Stochastic error term $$\epsilon_t$$ is assumed in the following way.

1. $$E[\epsilon_t ]=0$$, $$\text{var}[\epsilon_t ]=\sigma_\epsilon^2$$
2. For all $$t_1$$ and $$t_2$$, $$(t_1≠t_2)$$, $$cov[\epsilon_{t1}, \epsilon_{t2}]=E[\epsilon_{1t} \epsilon_{2t} ]=0$$
3. $$\epsilon_t$$ follows a normal distribution

### Least Squares Estimator

To estimate the regression coefficients $$\beta$$, we use least squares which minimize the sum of squared residuals. In a matrix notation, the least squares estimator is calculated in the following way. \begin{align} S(\beta)&=\sum_{t=1}^{n}\epsilon_t^2=\epsilon^{‘} \epsilon \\ &=(Y-X\beta)^{‘} (Y-X\beta) \\ &=(Y^{‘}-\beta^{‘} X^{‘} )(Y-X\beta) \\ &=Y^{‘} Y-Y^{‘} X\beta-\beta^{‘} X^{‘} Y+\beta^{‘} X^{‘} X\beta \\ &=Y^{‘} Y-2\beta^{‘} X^{‘} Y+\beta^{‘} X^{‘} X\beta \\ \end{align}
Differentiating $$S(\beta)$$ with respect to $$\beta$$ and set to zero results in the following the normal equation. $\frac{\partial S(\beta)}{\partial \beta} = -2X^{‘} Y+2X^{‘} X \beta=0$ Hence the least squares estimator of $$\beta$$ is $\hat{\beta}=(X^{‘} X)^{-1} X^{‘} Y$

### Standard Errors

$$\hat{\beta}$$ follows the following distribution
\begin{align} \hat{\beta} \sim N \left(\beta, \sigma_{\epsilon}^2 (X^{‘} X)^{-1} \right) \end{align} \begin{align} \text{cov}[\hat{\beta}] &= \text{cov}[ (X^{‘} X)^{-1} X^{‘} Y ] \\ &= (X^{‘} X)^{-1} X^{‘} \text{cov}[Y] X(X^{‘} X)^{-1} \\ &= (X^{‘} X)^{-1} X^{‘} \sigma_{\epsilon}^2 I X(X^{‘} X)^{-1} \\ &= \sigma_{\epsilon}^2 (X^{‘} X)^{-1} X^{‘} I X(X^{‘} X)^{-1} \\ &= \sigma_{\epsilon}^2 (X^{‘} X)^{-1} \end{align} Since $$\sigma_{\epsilon}^2$$ is the population parameter we don’t know, $$\sigma_{\epsilon}^2$$ is replaced with $$s^2$$, the sample estimate of $$\sigma^2$$. \begin{align} \widehat{\text{cov}[\hat{\beta}]} &= s^2 (X^{‘} X)^{-1} \\ \\ s^2 &= \frac{e^{‘}e}{n-\color{red}{p}} \end{align} To estimate $$\sigma^2$$, we need to estimate $$p$$ parameters (1 intercept + (p-1) coefficients),in other words, $$p$$ degree of freedom is lost.

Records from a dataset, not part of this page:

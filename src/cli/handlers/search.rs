//! Search handlers
//!
//! A query is a list of qualifiers (`status:open org:Acme`), free text,
//! `OR` alternatives and `@name` references to saved searches.

use super::common::HandlerContext;
use super::tickets::print_tickets;
use crate::cli::output::OutputFormatter;
use crate::error::Result;
use crate::search::{SavedSearches, TicketSearch, TicketSort};

pub fn handle_search(
    ctx: &HandlerContext,
    query: Option<&str>,
    sort: Option<&str>,
    limit: Option<usize>,
    output: &OutputFormatter,
) -> Result<()> {
    let user = ctx.session()?;
    let sort = match sort {
        Some(s) => s.parse::<TicketSort>()?,
        None => ctx.config.search.default_sort,
    };
    let saved = SavedSearches::load(&ctx.data_dir)?;
    let tickets = TicketSearch::new(&ctx.storage, &ctx.authorizer, &saved, user.id)
        .search(query.unwrap_or_default(), sort, limit)?;
    print_tickets(ctx, &tickets, output)
}

/// Save a named query; it must parse before it is stored
pub fn handle_search_save(
    ctx: &HandlerContext,
    name: &str,
    query: &str,
    description: Option<&str>,
    output: &OutputFormatter,
) -> Result<()> {
    ctx.session()?;
    let mut saved = SavedSearches::load(&ctx.data_dir)?;
    let search = saved.add(name, query, description.map(str::to_string))?.clone();
    saved.save(&ctx.data_dir)?;

    if output.is_json() {
        output.print_json(&search)?;
    } else {
        output.success(&format!("Saved search '@{}'", search.name));
        output.info(&format!("Query: {}", search.query));
    }
    Ok(())
}

pub fn handle_search_list(ctx: &HandlerContext, output: &OutputFormatter) -> Result<()> {
    let saved = SavedSearches::load(&ctx.data_dir)?;
    let searches = saved.all();

    if output.is_json() {
        let searches: Vec<_> = searches
            .iter()
            .map(|(name, query, builtin)| {
                serde_json::json!({
                    "name": name,
                    "query": query,
                    "builtin": builtin,
                })
            })
            .collect();
        return output.print_json(&searches);
    }
    for (name, query, builtin) in searches {
        let marker = if builtin { " (built-in)" } else { "" };
        let query = if query.is_empty() { "(everything)" } else { query };
        output.info(&format!("@{name}{marker}: {query}"));
    }
    Ok(())
}

pub fn handle_search_delete(ctx: &HandlerContext, name: &str, output: &OutputFormatter) -> Result<()> {
    ctx.session()?;
    let mut saved = SavedSearches::load(&ctx.data_dir)?;
    let removed = saved.remove(name)?;
    saved.save(&ctx.data_dir)?;

    if output.is_json() {
        output.print_json(&serde_json::json!({
            "status": "success",
            "deleted": removed.name,
        }))?;
    } else {
        output.success(&format!("Deleted saved search '@{}'", removed.name));
    }
    Ok(())
}

#[cfg(test)]
mod tests {
    use super::*;
    use crate::error::BiletoError;
    use crate::test_utils::TestProject;

    #[test]
    fn test_saved_search_lifecycle() {
        let project = TestProject::new();
        let ctx = project.context(None);

        handle_search_save(&ctx, "urgent", "status:open priority:high", None, &project.output).unwrap();
        let saved = SavedSearches::load(&ctx.data_dir).unwrap();
        assert_eq!(saved.get("urgent"), Some("status:open priority:high"));

        handle_search_delete(&ctx, "@urgent", &project.output).unwrap();
        let saved = SavedSearches::load(&ctx.data_dir).unwrap();
        assert!(saved.get("urgent").is_none());
    }

    #[test]
    fn test_invalid_query_is_not_saved() {
        let project = TestProject::new();
        let ctx = project.context(None);

        let result = handle_search_save(&ctx, "broken", "status:bogus", None, &project.output);
        assert!(result.is_err());
        assert!(SavedSearches::load(&ctx.data_dir).unwrap().get("broken").is_none());
    }

    #[test]
    fn test_search_reports_query_errors() {
        let project = TestProject::new();
        let ctx = project.context(None);

        let result = handle_search(&ctx, Some("(status:open"), None, None, &project.output);
        assert!(matches!(result, Err(BiletoError::Query { .. })));

        let result = handle_search(&ctx, Some("created:last-100000000"), None, None, &project.output);
        assert!(matches!(result, Err(BiletoError::Query { .. })));
    }
}
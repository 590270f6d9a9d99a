//! Strongly typed identifiers
//!
//! Each entity kind gets its own UUID newtype so that a `UserId` can never be
//! passed where an `OrganizationId` is expected.

use serde::{Deserialize, Serialize};
use std::fmt;
use std::str::FromStr;
use uuid::Uuid;

macro_rules! entity_id {
    ($(#[$meta:meta])* $name:ident) => {
        $(#[$meta])*
        #[derive(Debug, Clone, PartialEq, Eq, Hash, PartialOrd, Ord, Serialize, Deserialize)]
        #[serde(transparent)]
        pub struct $name(Uuid);

        impl $name {
            /// Generate a new random identifier
            #[must_use]
            pub fn new() -> Self {
                Self(Uuid::new_v4())
            }

            /// Wrap an existing UUID
            #[must_use]
            pub const fn from_uuid(uuid: Uuid) -> Self {
                Self(uuid)
            }

            /// Parse an identifier from its string form
            pub fn parse_str(s: &str) -> std::result::Result<Self, uuid::Error> {
                Uuid::parse_str(s).map(Self)
            }

            /// The underlying UUID
            #[must_use]
            pub const fn as_uuid(&self) -> &Uuid {
                &self.0
            }

            /// First eight hex characters, for compact display
            #[must_use]
            pub fn short(&self) -> String {
                self.0.simple().to_string()[..8].to_string()
            }
        }

        impl Default for $name {
            fn default() -> Self {
                Self::new()
            }
        }

        impl fmt::Display for $name {
            fn fmt(&self, f: &mut fmt::Formatter<'_>) -> fmt::Result {
                write!(f, "{}", self.0)
            }
        }

        impl FromStr for $name {
            type Err = uuid::Error;

            fn from_str(s: &str) -> std::result::Result<Self, Self::Err> {
                Self::parse_str(s)
            }
        }
    };
}

entity_id!(
    /// Identifier of an [`Organization`](super::Organization)
    OrganizationId
);
entity_id!(
    /// Identifier of a [`User`](super::User)
    UserId
);
entity_id!(
    /// Identifier of a [`Team`](super::Team)
    TeamId
);
entity_id!(
    /// Identifier of a [`Label`](super::Label)
    LabelId
);
entity_id!(
    /// Identifier of a [`Ticket`](super::Ticket)
    TicketId
);
entity_id!(
    /// Identifier of a [`Message`](super::Message)
    MessageId
);
entity_id!(
    /// Identifier of a [`Contract`](super::Contract)
    ContractId
);
entity_id!(
    /// Identifier of a [`TimeSpent`](super::TimeSpent)
    TimeSpentId
);
entity_id!(
    /// Identifier of a [`Role`](crate::auth::Role)
    RoleId
);
entity_id!(
    /// Identifier of an [`Authorization`](crate::auth::Authorization)
    AuthorizationId
);
entity_id!(
    /// Identifier of a stored [`MailboxEmail`](crate::mailbox::MailboxEmail)
    MailboxEmailId
);
entity_id!(
    /// Identifier of a queued [`OutgoingEmail`](crate::notifications::OutgoingEmail)
    OutgoingEmailId
);
use super::permission::{
    ORGA_SEE, ORGA_SEE_TICKETS_ALL, ORGA_SEE_TICKETS_MESSAGES_CONFIDENTIAL, is_admin_permission,
};
use super::role::{Authorization, Role, RoleType};
use crate::core::{Message, OrganizationId, RoleId, Ticket, UserId};
use crate::error::{BiletoError, Result};
use crate::storage::Repository;
use std::collections::HashMap;

/// Where a permission is checked
#[derive(Debug, Clone, Copy, PartialEq, Eq)]
pub enum Scope<'a> {
    /// Outside of any organization (admin permissions)
    Global,
    /// Within one organization
    Organization(&'a OrganizationId),
    /// In at least one organization
    Any,
}

/// Answers permission questions from the roles and authorizations in store
pub struct Authorizer {
    roles: HashMap<RoleId, Role>,
    authorizations: Vec<Authorization>,
}

impl Authorizer {
    pub fn new(roles: Vec<Role>, authorizations: Vec<Authorization>) -> Self {
        let roles = roles.into_iter().map(|r| (r.id.clone(), r)).collect();
        Self {
            roles,
            authorizations,
        }
    }

    /// Build an authorizer from the roles and authorizations in store
    pub fn load<R: Repository>(repo: &R) -> Result<Self> {
        Ok(Self::new(repo.load_all()?, repo.load_all()?))
    }

    /// Take a new authorization into account
    pub fn add_authorization(&mut self, authorization: Authorization) {
        self.authorizations.push(authorization);
    }

    /// Roles of the user with the organization each one is scoped to
    fn grants<'a>(
        &'a self,
        user_id: &'a UserId,
    ) -> impl Iterator<Item = (&'a Role, Option<&'a OrganizationId>)> + 'a {
        self.authorizations
            .iter()
            .filter(move |a| a.user_id == *user_id)
            .filter_map(move |a| {
                self.roles
                    .get(&a.role_id)
                    .map(|role| (role, a.organization_id.as_ref()))
            })
    }

    pub fn is_granted(&self, user_id: &UserId, permission: &str, scope: Scope<'_>) -> bool {
        if is_admin_permission(permission) {
            return self
                .grants(user_id)
                .any(|(role, _)| role.role_type.is_admin() && role.has_permission(permission));
        }

        self.grants(user_id)
            .filter(|(role, _)| !role.role_type.is_admin())
            .filter(|(_, organization)| match (scope, organization) {
                (Scope::Any, _) | (_, None) => true,
                (Scope::Organization(scope), Some(organization)) => scope == *organization,
                (Scope::Global, Some(_)) => false,
            })
            .any(|(role, _)| role.has_permission(permission))
    }

    /// Fail with `PermissionDenied` unless the permission is granted
    pub fn require(&self, user_id: &UserId, permission: &str, scope: Scope<'_>) -> Result<()> {
        if self.is_granted(user_id, permission, scope) {
            Ok(())
        } else {
            tracing::debug!(user = %user_id, permission, "permission denied");
            Err(BiletoError::denied(permission))
        }
    }

    /// Whether the user acts as an agent in the scope
    pub fn is_agent(&self, user_id: &UserId, scope: Scope<'_>) -> bool {
        self.grants(user_id)
            .filter(|(role, _)| role.role_type == RoleType::Agent)
            .any(|(_, organization)| match (scope, organization) {
                (Scope::Any, _) | (_, None) => true,
                (Scope::Organization(scope), Some(organization)) => scope == organization,
                (Scope::Global, Some(_)) => false,
            })
    }

    /// Organizations among `candidates` in which the permission is granted
    pub fn granted_organizations<'a>(
        &self,
        user_id: &UserId,
        permission: &str,
        candidates: &'a [OrganizationId],
    ) -> Vec<&'a OrganizationId> {
        candidates
            .iter()
            .filter(|id| self.is_granted(user_id, permission, Scope::Organization(id)))
            .collect()
    }

    pub fn can_see_ticket(&self, user_id: &UserId, ticket: &Ticket) -> bool {
        let scope = Scope::Organization(&ticket.organization_id);
        self.is_granted(user_id, ORGA_SEE_TICKETS_ALL, scope)
            || (ticket.involves(user_id) && self.is_granted(user_id, ORGA_SEE, scope))
    }

    pub fn can_see_message(&self, user_id: &UserId, ticket: &Ticket, message: &Message) -> bool {
        if !message.is_confidential {
            return true;
        }
        self.is_granted(
            user_id,
            ORGA_SEE_TICKETS_MESSAGES_CONFIDENTIAL,
            Scope::Organization(&ticket.organization_id),
        )
    }

    /// Authorizations of a user
    pub fn authorizations_of<'a>(&'a self, user_id: &'a UserId) -> impl Iterator<Item = &'a Authorization> + 'a {
        self.authorizations.iter().filter(move |a| a.user_id == *user_id)
    }

    pub fn role(&self, role_id: &RoleId) -> Option<&Role> {
        self.roles.get(role_id)
    }
}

### Python code using Tensorflow

The purpose of this post is to learn some basic vector or matrix operations (matrix multiplication, transpose, inverse, etc.) in Tensorflow. As an example, we use the diabetes data from sklearn package which has 10 explanatory variables and 1 response variable.

To check the estimation accuracy, regression outputs from sklearn, statsmodels are also considered. pd.DataFrame() from pandas package is used for make a table from np.array or Tenslorflow objects.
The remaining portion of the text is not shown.